Dataset entries
┌──

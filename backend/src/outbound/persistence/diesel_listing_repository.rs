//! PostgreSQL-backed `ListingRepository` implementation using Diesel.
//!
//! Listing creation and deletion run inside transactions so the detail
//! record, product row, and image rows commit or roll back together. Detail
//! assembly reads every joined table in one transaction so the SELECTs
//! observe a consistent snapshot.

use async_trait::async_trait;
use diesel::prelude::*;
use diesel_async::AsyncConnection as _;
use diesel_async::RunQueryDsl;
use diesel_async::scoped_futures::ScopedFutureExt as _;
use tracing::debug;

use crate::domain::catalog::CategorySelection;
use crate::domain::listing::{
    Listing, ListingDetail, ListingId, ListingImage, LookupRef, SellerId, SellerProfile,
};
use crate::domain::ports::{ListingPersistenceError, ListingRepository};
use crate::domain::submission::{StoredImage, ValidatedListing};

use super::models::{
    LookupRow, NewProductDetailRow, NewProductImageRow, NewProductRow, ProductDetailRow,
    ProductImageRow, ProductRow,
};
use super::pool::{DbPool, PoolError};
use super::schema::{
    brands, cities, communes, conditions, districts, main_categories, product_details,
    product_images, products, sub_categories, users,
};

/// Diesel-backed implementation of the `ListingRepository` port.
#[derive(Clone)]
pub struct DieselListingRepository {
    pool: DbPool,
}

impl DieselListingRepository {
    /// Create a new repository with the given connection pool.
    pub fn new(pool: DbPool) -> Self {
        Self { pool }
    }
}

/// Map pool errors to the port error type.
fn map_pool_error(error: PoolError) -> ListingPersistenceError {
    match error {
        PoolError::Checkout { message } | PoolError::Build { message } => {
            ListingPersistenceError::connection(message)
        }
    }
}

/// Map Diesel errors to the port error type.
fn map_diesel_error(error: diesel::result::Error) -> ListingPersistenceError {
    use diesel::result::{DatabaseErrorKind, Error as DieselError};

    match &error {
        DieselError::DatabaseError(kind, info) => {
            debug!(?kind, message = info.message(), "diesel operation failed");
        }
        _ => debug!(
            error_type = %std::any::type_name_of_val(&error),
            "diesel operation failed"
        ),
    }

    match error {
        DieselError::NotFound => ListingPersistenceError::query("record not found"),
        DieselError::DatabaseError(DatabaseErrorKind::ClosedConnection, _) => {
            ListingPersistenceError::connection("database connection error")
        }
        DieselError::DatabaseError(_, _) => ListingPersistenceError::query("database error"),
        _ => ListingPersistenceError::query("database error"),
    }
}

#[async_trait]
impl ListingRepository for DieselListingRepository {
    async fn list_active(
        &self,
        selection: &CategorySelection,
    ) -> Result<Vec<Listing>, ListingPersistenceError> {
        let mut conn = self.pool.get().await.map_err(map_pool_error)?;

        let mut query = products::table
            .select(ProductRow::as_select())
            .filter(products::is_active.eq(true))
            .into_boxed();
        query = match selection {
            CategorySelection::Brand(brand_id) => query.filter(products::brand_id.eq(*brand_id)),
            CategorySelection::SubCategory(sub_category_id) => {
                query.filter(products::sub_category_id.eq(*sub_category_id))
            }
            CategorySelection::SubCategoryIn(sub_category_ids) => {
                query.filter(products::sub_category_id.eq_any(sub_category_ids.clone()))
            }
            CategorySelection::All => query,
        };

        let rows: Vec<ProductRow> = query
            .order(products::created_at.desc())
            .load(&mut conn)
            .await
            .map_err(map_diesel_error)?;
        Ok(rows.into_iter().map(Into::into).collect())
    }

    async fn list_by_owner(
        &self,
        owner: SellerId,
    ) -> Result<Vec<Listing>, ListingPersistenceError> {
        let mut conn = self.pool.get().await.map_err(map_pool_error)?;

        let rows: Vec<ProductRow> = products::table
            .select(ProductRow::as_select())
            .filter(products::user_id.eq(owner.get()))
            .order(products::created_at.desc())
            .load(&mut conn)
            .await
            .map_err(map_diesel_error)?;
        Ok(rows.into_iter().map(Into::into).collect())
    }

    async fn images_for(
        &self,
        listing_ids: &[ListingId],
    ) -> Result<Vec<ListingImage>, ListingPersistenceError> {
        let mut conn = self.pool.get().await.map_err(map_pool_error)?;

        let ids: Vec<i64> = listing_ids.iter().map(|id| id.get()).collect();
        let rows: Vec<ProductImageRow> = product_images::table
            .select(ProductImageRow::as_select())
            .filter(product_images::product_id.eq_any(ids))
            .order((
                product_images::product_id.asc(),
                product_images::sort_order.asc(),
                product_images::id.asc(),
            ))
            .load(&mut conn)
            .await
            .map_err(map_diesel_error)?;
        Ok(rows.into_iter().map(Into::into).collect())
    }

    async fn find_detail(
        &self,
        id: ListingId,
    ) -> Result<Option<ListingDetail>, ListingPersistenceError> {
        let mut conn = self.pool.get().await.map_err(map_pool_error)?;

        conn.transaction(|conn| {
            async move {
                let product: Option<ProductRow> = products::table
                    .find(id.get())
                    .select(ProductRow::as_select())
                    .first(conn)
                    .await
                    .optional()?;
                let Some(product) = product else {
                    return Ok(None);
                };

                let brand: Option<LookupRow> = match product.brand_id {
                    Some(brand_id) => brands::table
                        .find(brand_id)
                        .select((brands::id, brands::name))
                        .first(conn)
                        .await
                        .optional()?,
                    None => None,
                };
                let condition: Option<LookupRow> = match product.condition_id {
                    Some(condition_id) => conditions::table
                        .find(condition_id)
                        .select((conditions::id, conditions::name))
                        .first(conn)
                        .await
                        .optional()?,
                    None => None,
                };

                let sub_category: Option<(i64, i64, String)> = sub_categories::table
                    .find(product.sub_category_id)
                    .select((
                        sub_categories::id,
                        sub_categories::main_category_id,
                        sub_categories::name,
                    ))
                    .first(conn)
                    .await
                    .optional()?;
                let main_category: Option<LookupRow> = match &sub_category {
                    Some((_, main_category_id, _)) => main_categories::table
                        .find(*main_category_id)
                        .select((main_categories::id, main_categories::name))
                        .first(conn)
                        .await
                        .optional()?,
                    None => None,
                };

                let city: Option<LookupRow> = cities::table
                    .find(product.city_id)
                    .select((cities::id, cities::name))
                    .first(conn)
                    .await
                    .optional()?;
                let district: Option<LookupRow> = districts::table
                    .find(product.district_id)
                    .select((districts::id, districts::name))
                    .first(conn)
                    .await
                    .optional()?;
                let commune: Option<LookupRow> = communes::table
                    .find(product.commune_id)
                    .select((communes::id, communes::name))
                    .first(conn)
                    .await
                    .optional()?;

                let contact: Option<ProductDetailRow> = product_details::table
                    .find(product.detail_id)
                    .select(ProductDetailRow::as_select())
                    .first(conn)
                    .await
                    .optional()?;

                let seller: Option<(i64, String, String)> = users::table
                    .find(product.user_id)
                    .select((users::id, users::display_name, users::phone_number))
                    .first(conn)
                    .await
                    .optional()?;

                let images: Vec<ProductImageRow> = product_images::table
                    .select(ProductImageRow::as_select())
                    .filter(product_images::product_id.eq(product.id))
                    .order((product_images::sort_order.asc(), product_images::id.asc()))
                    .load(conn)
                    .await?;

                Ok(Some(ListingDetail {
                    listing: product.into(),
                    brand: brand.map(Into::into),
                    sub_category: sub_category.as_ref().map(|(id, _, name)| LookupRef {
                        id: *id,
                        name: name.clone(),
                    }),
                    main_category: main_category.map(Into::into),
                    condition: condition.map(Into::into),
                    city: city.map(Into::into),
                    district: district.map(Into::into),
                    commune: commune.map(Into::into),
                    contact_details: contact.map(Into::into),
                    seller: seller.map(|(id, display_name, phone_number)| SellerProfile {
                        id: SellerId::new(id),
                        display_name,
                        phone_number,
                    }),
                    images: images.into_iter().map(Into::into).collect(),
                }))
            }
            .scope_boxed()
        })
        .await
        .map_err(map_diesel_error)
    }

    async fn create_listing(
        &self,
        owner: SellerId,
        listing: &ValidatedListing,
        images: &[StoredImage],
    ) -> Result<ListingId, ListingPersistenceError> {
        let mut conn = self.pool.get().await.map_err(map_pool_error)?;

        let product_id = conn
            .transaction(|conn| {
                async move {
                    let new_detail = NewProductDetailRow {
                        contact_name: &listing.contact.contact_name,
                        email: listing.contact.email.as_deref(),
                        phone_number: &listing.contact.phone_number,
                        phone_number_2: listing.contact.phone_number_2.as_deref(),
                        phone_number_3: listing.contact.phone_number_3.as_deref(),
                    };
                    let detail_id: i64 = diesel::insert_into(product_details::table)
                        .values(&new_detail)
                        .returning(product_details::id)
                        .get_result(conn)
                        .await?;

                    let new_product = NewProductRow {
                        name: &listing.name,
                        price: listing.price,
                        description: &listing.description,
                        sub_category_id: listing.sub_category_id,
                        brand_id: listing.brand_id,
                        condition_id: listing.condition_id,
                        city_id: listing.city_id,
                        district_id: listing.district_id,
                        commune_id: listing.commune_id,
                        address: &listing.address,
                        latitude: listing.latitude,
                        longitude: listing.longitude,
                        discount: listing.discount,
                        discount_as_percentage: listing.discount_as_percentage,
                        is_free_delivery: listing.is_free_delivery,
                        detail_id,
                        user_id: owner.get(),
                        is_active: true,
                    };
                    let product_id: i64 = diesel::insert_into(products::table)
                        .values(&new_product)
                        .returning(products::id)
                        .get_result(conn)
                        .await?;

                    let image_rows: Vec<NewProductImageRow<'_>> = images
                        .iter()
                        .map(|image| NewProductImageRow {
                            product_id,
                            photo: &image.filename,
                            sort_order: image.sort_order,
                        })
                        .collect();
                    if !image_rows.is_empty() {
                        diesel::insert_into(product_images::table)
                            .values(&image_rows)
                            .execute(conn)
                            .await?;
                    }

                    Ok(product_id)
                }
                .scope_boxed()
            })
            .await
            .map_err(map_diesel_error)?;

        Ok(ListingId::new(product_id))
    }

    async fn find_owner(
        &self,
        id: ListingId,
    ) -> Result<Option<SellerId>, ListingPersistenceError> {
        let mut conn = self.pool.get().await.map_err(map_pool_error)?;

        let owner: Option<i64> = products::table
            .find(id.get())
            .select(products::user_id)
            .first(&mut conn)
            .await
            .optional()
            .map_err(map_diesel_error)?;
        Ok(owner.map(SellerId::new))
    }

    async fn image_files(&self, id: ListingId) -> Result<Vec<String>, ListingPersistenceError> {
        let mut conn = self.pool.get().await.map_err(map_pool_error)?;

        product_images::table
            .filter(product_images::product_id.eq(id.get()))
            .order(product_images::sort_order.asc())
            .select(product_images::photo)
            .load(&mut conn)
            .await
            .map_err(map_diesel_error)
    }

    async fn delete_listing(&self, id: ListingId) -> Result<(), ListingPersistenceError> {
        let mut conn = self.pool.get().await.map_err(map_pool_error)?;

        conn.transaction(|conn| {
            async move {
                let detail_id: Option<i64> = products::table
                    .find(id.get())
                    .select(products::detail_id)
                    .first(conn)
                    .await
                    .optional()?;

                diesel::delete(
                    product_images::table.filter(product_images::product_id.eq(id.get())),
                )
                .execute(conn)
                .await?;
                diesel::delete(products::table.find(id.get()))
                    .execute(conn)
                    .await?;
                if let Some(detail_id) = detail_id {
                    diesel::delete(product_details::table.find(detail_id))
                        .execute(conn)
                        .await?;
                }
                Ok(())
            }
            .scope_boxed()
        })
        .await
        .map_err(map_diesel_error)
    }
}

└──
┌──

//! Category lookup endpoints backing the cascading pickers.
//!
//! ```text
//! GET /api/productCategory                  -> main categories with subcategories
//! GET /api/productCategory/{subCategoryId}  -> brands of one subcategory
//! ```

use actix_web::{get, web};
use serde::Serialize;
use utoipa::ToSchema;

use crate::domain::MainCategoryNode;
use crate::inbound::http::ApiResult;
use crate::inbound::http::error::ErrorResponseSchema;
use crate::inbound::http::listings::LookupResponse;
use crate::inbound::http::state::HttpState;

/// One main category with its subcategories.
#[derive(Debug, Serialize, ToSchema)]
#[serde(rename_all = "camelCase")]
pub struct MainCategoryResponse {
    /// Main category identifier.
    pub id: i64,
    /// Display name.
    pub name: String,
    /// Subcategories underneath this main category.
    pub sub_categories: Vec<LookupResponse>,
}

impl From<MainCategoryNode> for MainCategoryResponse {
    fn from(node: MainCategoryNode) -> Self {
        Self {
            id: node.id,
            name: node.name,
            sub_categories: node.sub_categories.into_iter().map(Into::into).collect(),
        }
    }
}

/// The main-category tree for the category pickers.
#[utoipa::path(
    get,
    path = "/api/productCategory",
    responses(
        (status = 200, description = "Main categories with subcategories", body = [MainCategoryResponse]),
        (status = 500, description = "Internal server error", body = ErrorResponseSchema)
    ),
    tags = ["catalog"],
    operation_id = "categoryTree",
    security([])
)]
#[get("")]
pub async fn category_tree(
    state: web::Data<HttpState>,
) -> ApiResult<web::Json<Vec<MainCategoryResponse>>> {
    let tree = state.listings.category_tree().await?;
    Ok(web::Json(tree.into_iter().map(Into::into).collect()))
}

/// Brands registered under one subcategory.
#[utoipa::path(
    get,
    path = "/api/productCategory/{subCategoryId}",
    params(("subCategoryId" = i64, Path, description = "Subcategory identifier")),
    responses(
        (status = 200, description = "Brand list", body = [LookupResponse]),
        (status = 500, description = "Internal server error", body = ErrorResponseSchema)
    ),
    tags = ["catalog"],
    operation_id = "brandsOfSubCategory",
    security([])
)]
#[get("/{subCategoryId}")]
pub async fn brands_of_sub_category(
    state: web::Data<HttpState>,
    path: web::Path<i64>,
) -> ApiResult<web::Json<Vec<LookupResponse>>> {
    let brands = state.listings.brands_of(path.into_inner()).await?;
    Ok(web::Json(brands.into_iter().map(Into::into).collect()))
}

└──
┌──

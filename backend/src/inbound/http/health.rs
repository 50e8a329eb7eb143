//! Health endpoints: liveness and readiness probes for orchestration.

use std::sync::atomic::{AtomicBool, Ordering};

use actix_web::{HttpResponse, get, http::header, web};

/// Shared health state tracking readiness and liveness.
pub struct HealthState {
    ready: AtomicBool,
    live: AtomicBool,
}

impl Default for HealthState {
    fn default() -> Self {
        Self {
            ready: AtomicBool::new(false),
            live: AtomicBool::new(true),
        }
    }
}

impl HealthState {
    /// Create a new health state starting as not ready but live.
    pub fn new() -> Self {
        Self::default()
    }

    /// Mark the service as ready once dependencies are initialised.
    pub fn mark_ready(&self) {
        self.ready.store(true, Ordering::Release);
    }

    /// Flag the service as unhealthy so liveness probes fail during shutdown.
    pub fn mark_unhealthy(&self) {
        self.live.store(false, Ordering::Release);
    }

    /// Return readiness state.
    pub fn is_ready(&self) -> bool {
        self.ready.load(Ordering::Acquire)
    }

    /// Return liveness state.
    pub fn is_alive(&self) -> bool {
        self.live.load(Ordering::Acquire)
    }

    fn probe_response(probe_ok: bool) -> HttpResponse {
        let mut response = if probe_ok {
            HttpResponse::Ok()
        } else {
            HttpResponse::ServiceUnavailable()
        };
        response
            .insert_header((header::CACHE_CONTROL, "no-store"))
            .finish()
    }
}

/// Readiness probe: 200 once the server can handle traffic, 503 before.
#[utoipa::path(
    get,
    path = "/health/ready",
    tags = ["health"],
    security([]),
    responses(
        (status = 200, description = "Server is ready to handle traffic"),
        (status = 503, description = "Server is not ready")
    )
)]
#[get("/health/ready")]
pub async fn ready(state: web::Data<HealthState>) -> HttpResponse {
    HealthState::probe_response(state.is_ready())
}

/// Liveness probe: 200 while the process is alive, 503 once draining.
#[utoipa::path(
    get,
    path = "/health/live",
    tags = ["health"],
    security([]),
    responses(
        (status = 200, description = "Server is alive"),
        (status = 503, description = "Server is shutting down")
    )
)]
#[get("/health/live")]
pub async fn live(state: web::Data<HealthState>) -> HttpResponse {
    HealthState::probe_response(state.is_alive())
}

└──

__EXERCISE__.
Search the records for the word "backed", then list every line that has it.

__OUTPUT OF THE EXERCISE__.
//! PostgreSQL-backed `ListingRepository` implementation using Diesel.
/// Diesel-backed implementation of the `ListingRepository` port.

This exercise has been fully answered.